Catt McGrath remembers her pregnancy fondly. “I loved being pregnant and I really miss it. I miss being pregnant with Daniel — that was the only time I got with him.”
McGrath, 29, was only days away from her due date in September when she knew instinctively something was wrong.
“I woke up and I didn’t feel him move,” says the Charlotte, North Carolina-based legal assistant. “I tried not to worry too much.”
But after a few hours of no kicking she went to the doctor.
“The nurse tried to find his heartbeat and couldn’t find it. I started crying. I knew. Then they did an ultrasound and I could see his head and his spine and nothing was moving.”
Her husband Dan, a project manager, was on his way to meet her when she gave him the news.
“I don’t know how he did that drive,” she says.
The baby she and her husband had named Daniel died after a “true knot” developed in the umbilical cord. Doctors told McGrath it probably happened early in her pregnancy, but didn’t cut off his circulation until he got bigger, leaving little room left in the womb to move around.
“My OB said I did everything right,” McGrath says through tears.
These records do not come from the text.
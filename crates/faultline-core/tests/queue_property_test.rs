//! Property-based tests for queue bounds and eviction ordering.
//!
//! Validates the lossy-under-pressure policy: for any enqueue sequence past
//! the configured maximum, the settled size equals the maximum and the
//! evicted items are exactly the oldest by timestamp.

use std::sync::Arc;

use chrono::Utc;
use faultline_core::{
    models::{ErrorId, Level, NormalizedError, Provider},
    storage::{MemoryStore, QueueConfig, QueueStore},
    time::TestClock,
};
use proptest::prelude::*;

fn numbered_error(n: usize) -> NormalizedError {
    NormalizedError {
        id: ErrorId::new(),
        message: format!("error-{n}"),
        kind: "Error".to_string(),
        level: Level::Error,
        stack: Vec::new(),
        timestamp: Utc::now(),
        tags: Default::default(),
        extra: Default::default(),
        breadcrumbs: Vec::new(),
        user: None,
    }
}

proptest! {
    #![proptest_config(ProptestConfig::with_cases(64))]

    #[test]
    fn queue_never_exceeds_bound_and_keeps_newest(
        total in 1usize..40,
        max_items in 1usize..10,
        providers in prop::collection::vec(0u8..3, 1..40),
    ) {
        let runtime = tokio::runtime::Builder::new_current_thread()
            .enable_time()
            .build()
            .expect("runtime");

        runtime.block_on(async move {
            let clock = Arc::new(TestClock::new());
            let queue = QueueStore::new(
                Arc::new(MemoryStore::new()),
                clock.clone(),
                QueueConfig { max_items, ..Default::default() },
            );

            let mut evicted_total = 0usize;
            for n in 0..total {
                let lane = providers[n % providers.len()];
                let outcome = queue
                    .enqueue(numbered_error(n), Provider::from(format!("lane-{lane}").as_str()))
                    .await;
                evicted_total += outcome.evicted;
                // Distinct timestamps keep eviction order deterministic.
                clock.advance(std::time::Duration::from_millis(1));
            }

            let items = queue.dequeue_batch(None, usize::MAX).await;
            let expected_len = total.min(max_items);
            prop_assert_eq!(items.len(), expected_len);
            prop_assert_eq!(evicted_total, total - expected_len);

            // Survivors are exactly the newest records, still oldest-first.
            for (offset, item) in items.iter().enumerate() {
                let expected = total - expected_len + offset;
                prop_assert_eq!(item.error.message.clone(), format!("error-{expected}"));
            }

            // Timestamps are non-decreasing across the batch.
            for pair in items.windows(2) {
                prop_assert!(pair[0].created_at <= pair[1].created_at);
            }

            Ok(())
        })?;
    }
}
//! Persisted delivery counters.
//!
//! Counters only move forward during normal operation; `import` and `reset`
//! are the only ways to rewrite them. Persistence is best-effort like the
//! other stores.

use std::sync::Arc;

use tracing::warn;

use crate::{
    error::Result,
    models::Metrics,
    storage::kv::{self, keys, KeyValueStore},
};

/// Durable counter store for delivery accounting.
#[derive(Debug)]
pub struct MetricsStore {
    store: Arc<dyn KeyValueStore>,
    state: tokio::sync::Mutex<Metrics>,
}

impl MetricsStore {
    /// Creates a zeroed metrics store over the given backend.
    pub fn new(store: Arc<dyn KeyValueStore>) -> Self {
        Self { store, state: tokio::sync::Mutex::new(Metrics::default()) }
    }

    /// Restores persisted counters. Corrupt records reset to zero.
    ///
    /// # Errors
    ///
    /// Returns a persistence error when the backend read itself fails.
    pub async fn load(&self) -> Result<()> {
        let metrics = match kv::load_json::<Metrics>(self.store.as_ref(), keys::METRICS).await {
            Ok(metrics) => metrics.unwrap_or_default(),
            Err(crate::error::CoreError::Serialization(e)) => {
                warn!(error = %e, "discarding corrupt metrics record");
                Metrics::default()
            },
            Err(e) => return Err(e),
        };
        *self.state.lock().await = metrics;
        Ok(())
    }

    /// Counts a record accepted by the capture pipeline.
    pub async fn record_captured(&self) {
        self.bump(|m| m.total_errors += 1).await;
    }

    /// Counts a successful delivery.
    pub async fn record_success(&self) {
        self.bump(|m| m.successful_errors += 1).await;
    }

    /// Counts one failed delivery attempt.
    pub async fn record_failure(&self) {
        self.bump(|m| m.failed_errors += 1).await;
    }

    /// Counts records lost to eviction, exhausted retries, permanent
    /// rejection, or oversize rejection.
    pub async fn record_dropped(&self, count: u64) {
        if count > 0 {
            self.bump(|m| m.dropped_errors += count).await;
        }
    }

    /// Returns a copy of the current counters.
    pub async fn snapshot(&self) -> Metrics {
        *self.state.lock().await
    }

    /// Zeroes all counters.
    pub async fn reset(&self) {
        let mut state = self.state.lock().await;
        *state = Metrics::default();
        self.persist(&state).await;
    }

    /// Replaces the counters wholesale. Used by import.
    pub(crate) async fn replace(&self, metrics: Metrics) -> Result<()> {
        let mut state = self.state.lock().await;
        *state = metrics;
        kv::store_json(self.store.as_ref(), keys::METRICS, &*state).await
    }

    async fn bump(&self, update: impl FnOnce(&mut Metrics)) {
        let mut state = self.state.lock().await;
        update(&mut state);
        self.persist(&state).await;
    }

    async fn persist(&self, metrics: &Metrics) {
        if let Err(e) = kv::store_json(self.store.as_ref(), keys::METRICS, metrics).await {
            warn!(error = %e, "metrics persist failed, continuing in-memory");
        }
    }
}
Soon after delivering Daniel, McGrath’s breast milk started to come in and she met with a lactation consultant. An organ donor herself, she tried to donate her son’s organs but it wasn’t an option because of the way he died. She realized she could, however, donate the milk that had been meant for him.
“I didn’t know if that was a real thing — giving away breast milk — so I asked. I started pumping right there at the hospital and the first two weeks it was amazing. I was thinking, there are so many babies that need this.”
But the reality of the situation soon came crashing down.
“It hit me really, really hard that this was supposed to be for Daniel and he’s not here to drink it.”
She says it provided some comfort to know how many families she and Daniel were helping.
She pumped for three and a half months.
Some of her milk went to WakeMed Mother’s Milk Bank in Raleigh, North Carolina, which provides milk to families with premature babies. The rest went to moms in her community in need of breast milk to supplement their own.
One of these was stay-at-home mom Alexandra Malissen, 31, who used Daniel’s milk to help feed her newborn Claire.
“I was really struggling with my milk supply,” says Malissen. “I didn’t have enough to feed her.”
Malissen tells PEOPLE she is beyond grateful for Catt’s act of kindness.
“It’s unreal to think that someone who is going through one of the most gut-wrenching, life-altering, heartbreaking experiences is still willing to sacrifice and pump for other people’s children,” she says. “It’s mind boggling.”
McGrath says she and her husband are still healing but want to try for more kids eventually. Right now they are focused on keeping their son’s memory alive.
“I wouldn’t have been able to do this without Daniel and it’s important to me that he’s remembered and his name is said.”